After an 18" snowfall in St. Louis back in 1984, I thought to myself, "Self, why put up with this crap". Within Two months, I had packed up, sold the house and moved to Texas. Haven't missed the snow a bit.

Regards, Glenn


----------



## Not Yet (Dec 13, 2004)

GlenninTexas said:


> After an 18" snowfall in St. Louis back in 1984, I thought to myself, "Self, why put up with this crap". Within Two months, I had packed up, sold the house and moved to Texas. Haven't missed the snow a bit.
> 
> Regards, Glenn
> [snapback]29340[/snapback]​


I am the exact opposite. After two years in Florida I can not wait to get back North were there are seasons and snow. This is my last winter without snow.

Jared


----------



## tdvffjohn (Mar 10, 2005)

Lucky also only 3 inches but it was like shoveling sand real heavy, melting quick Tho.
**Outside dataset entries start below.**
//! Package serializer: turns an [`OpcPackage`] into a .pptx byte stream.

use crate::error::Result;
use crate::opc::constants::content_type;
use crate::opc::package::OpcPackage;
use crate::opc::packuri::{self, PackURI};
use crate::opc::phys_pkg::PhysPkgWriter;
use crate::opc::rel::escape_xml;
use std::collections::BTreeMap;
use std::path::Path;

/// Writes a complete OPC package: content types, package rels, each part
/// and its rels.
pub struct PackageWriter;

impl PackageWriter {
    /// Serialize a package to bytes.
    pub fn to_bytes(package: &OpcPackage) -> Result<Vec<u8>> {
        let mut phys_writer = PhysPkgWriter::new();

        Self::write_content_types(&mut phys_writer, package)?;
        Self::write_package_rels(&mut phys_writer, package)?;
        Self::write_parts(&mut phys_writer, package)?;

        phys_writer.finish()
    }

    /// Serialize a package and write it to a file.
    pub fn write<P: AsRef<Path>>(path: P, package: &OpcPackage) -> Result<()> {
        let bytes = Self::to_bytes(package)?;
        std::fs::write(path, bytes)?;
        Ok(())
    }

    fn write_content_types(phys_writer: &mut PhysPkgWriter, package: &OpcPackage) -> Result<()> {
        let item = ContentTypesItem::from_package(package);
        let uri = PackURI::new(packuri::CONTENT_TYPES_URI)?;
        phys_writer.write(&uri, item.to_xml().as_bytes())
    }

    fn write_package_rels(phys_writer: &mut PhysPkgWriter, package: &OpcPackage) -> Result<()> {
        let uri = packuri::package_uri().rels_uri();
        phys_writer.write(&uri, package.rels().to_xml().as_bytes())
    }

    fn write_parts(phys_writer: &mut PhysPkgWriter, package: &OpcPackage) -> Result<()> {
        for part in package.iter_parts() {
            phys_writer.write(part.partname(), part.blob())?;
            if !part.rels().is_empty() {
                phys_writer.write(&part.partname().rels_uri(), part.rels().to_xml().as_bytes())?;
            }
        }
        Ok(())
    }
}

/// Builds the `[Content_Types].xml` stream for a package.
///
/// Extensions covered by a `Default` entry (rels, xml) are not repeated as
/// overrides; every part with a more specific content type gets an
/// `Override`. Both maps are BTree-ordered for deterministic output.
struct ContentTypesItem {
    defaults: BTreeMap<String, String>,
    overrides: BTreeMap<String, String>,
}

impl ContentTypesItem {
    fn from_package(package: &OpcPackage) -> Self {
        let mut defaults = BTreeMap::new();
        defaults.insert(
            "rels".to_string(),
            content_type::OPC_RELATIONSHIPS.to_string(),
        );
        defaults.insert("xml".to_string(), content_type::XML.to_string());

        let mut overrides = BTreeMap::new();
        for part in package.iter_parts() {
            let ext = part.partname().ext();
            let covered = defaults.get(&ext).map(String::as_str) == Some(part.content_type());
            if !covered {
                overrides.insert(
                    part.partname().as_str().to_string(),
                    part.content_type().to_string(),
                );
            }
        }

        Self {
            defaults,
            overrides,
        }
    }

    fn to_xml(&self) -> String {
        let mut xml = String::with_capacity(2048);

        xml.push_str(r#"<?xml version="1.0" encoding="UTF-8" standalone="yes"?>"#);
        xml.push('\n');
        xml.push_str(
            r#"<Types xmlns="http://schemas.openxmlformats.org/package/2006/content-types">"#,
        );
        xml.push('\n');

        for (extension, content_type) in &self.defaults {
            xml.push_str(&format!(
                r#"  <Default Extension="{}" ContentType="{}"/>"#,
                escape_xml(extension),
                escape_xml(content_type),
            ));
            xml.push('\n');
        }

        for (partname, content_type) in &self.overrides {
            xml.push_str(&format!(
                r#"  <Override PartName="{}" ContentType="{}"/>"#,
                escape_xml(partname),
                escape_xml(content_type),
            ));
            xml.push('\n');
        }

        xml.push_str("</Types>");

        xml
    }
}

#[cfg(test)]
mod tests {
    use super::*;
    use crate::opc::constants::relationship_type;
    use crate::opc::part::Part;
    use std::io::{Cursor, Read};

    fn sample_package() -> OpcPackage {
        let mut package = OpcPackage::new();
        let uri = PackURI::new("/ppt/presentation.xml").unwrap();
        let mut part = Part::new(
            uri,
            content_type::PML_PRESENTATION_MAIN,
            b"<presentation/>".to_vec(),
        );
        part.relate_to("slides/slide1.xml", relationship_type::SLIDE);
        package.relate_to("ppt/presentation.xml", relationship_type::OFFICE_DOCUMENT);
        package.add_part(part);
        package
    }

    #[test]
    fn test_content_types() {
        let package = sample_package();
        let xml = ContentTypesItem::from_package(&package).to_xml();

        assert!(xml.contains(r#"<Default Extension="rels""#));
        assert!(xml.contains(r#"<Default Extension="xml""#));
        assert!(xml.contains(&format!(
            r#"<Override PartName="/ppt/presentation.xml" ContentType="{}"/>"#,
            content_type::PML_PRESENTATION_MAIN
        )));
    }

    #[test]
    fn test_package_member_inventory() {
        let bytes = PackageWriter::to_bytes(&sample_package()).unwrap();
        let mut archive = zip::ZipArchive::new(Cursor::new(bytes)).unwrap();

        let mut names: Vec<String> = (0..archive.len())
            .map(|i| archive.by_index(i).unwrap().name().to_string())
            .collect();
        names.sort();
        assert_eq!(
            names,
            [
                "[Content_Types].xml",
                "_rels/.rels",
                "ppt/_rels/presentation.xml.rels",
                "ppt/presentation.xml",
            ]
        );

        let mut rels = String::new();
        archive
            .by_name("_rels/.rels")
            .unwrap()
            .read_to_string(&mut rels)
            .unwrap();
        assert!(rels.contains(r#"Target="ppt/presentation.xml""#));
    }

    #[test]
    fn test_byte_identical_serialization() {
        let first = PackageWriter::to_bytes(&sample_package()).unwrap();
        let second = PackageWriter::to_bytes(&sample_package()).unwrap();
        assert_eq!(first, second);
    }
}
Is that a bird I hear singing...............please.


----------



## ramonav (Mar 20, 2005)

Ghosty said:


> Darn -- I miss the snow -- we only hit 85 today in San Antonio sunny
> [snapback]29242[/snapback]​


Hi Ghosty, We're interested in buying a 23RS. What can you tell me about yours? (Pros and cons) I see that it is a new model and wonder if the price we were quoted of $17,909 is in line with what you had to give. We live just south of Oklahoma City so we are closer neighbors than most of the forum posts that I have seen. I have just joined the forum and really like it. Thanks for any help. RamonaV


----------



## kevman (Mar 5, 2005)

In Austin we are expecting a cold front this weekend. Sunday is only supposed to get to 66 with low of 50. Today it is 81. Man this is way too hot for this time of year.


----------



## dmbcfd (Sep 8, 2004)

The weatherman is a dope. We actually got only about 1 inch. This morning he said " We have received about six inches, so far, but it has melted before hitting the ground". Only one of them admitted to blowing it today. Spring should be here soon!

Steve


----------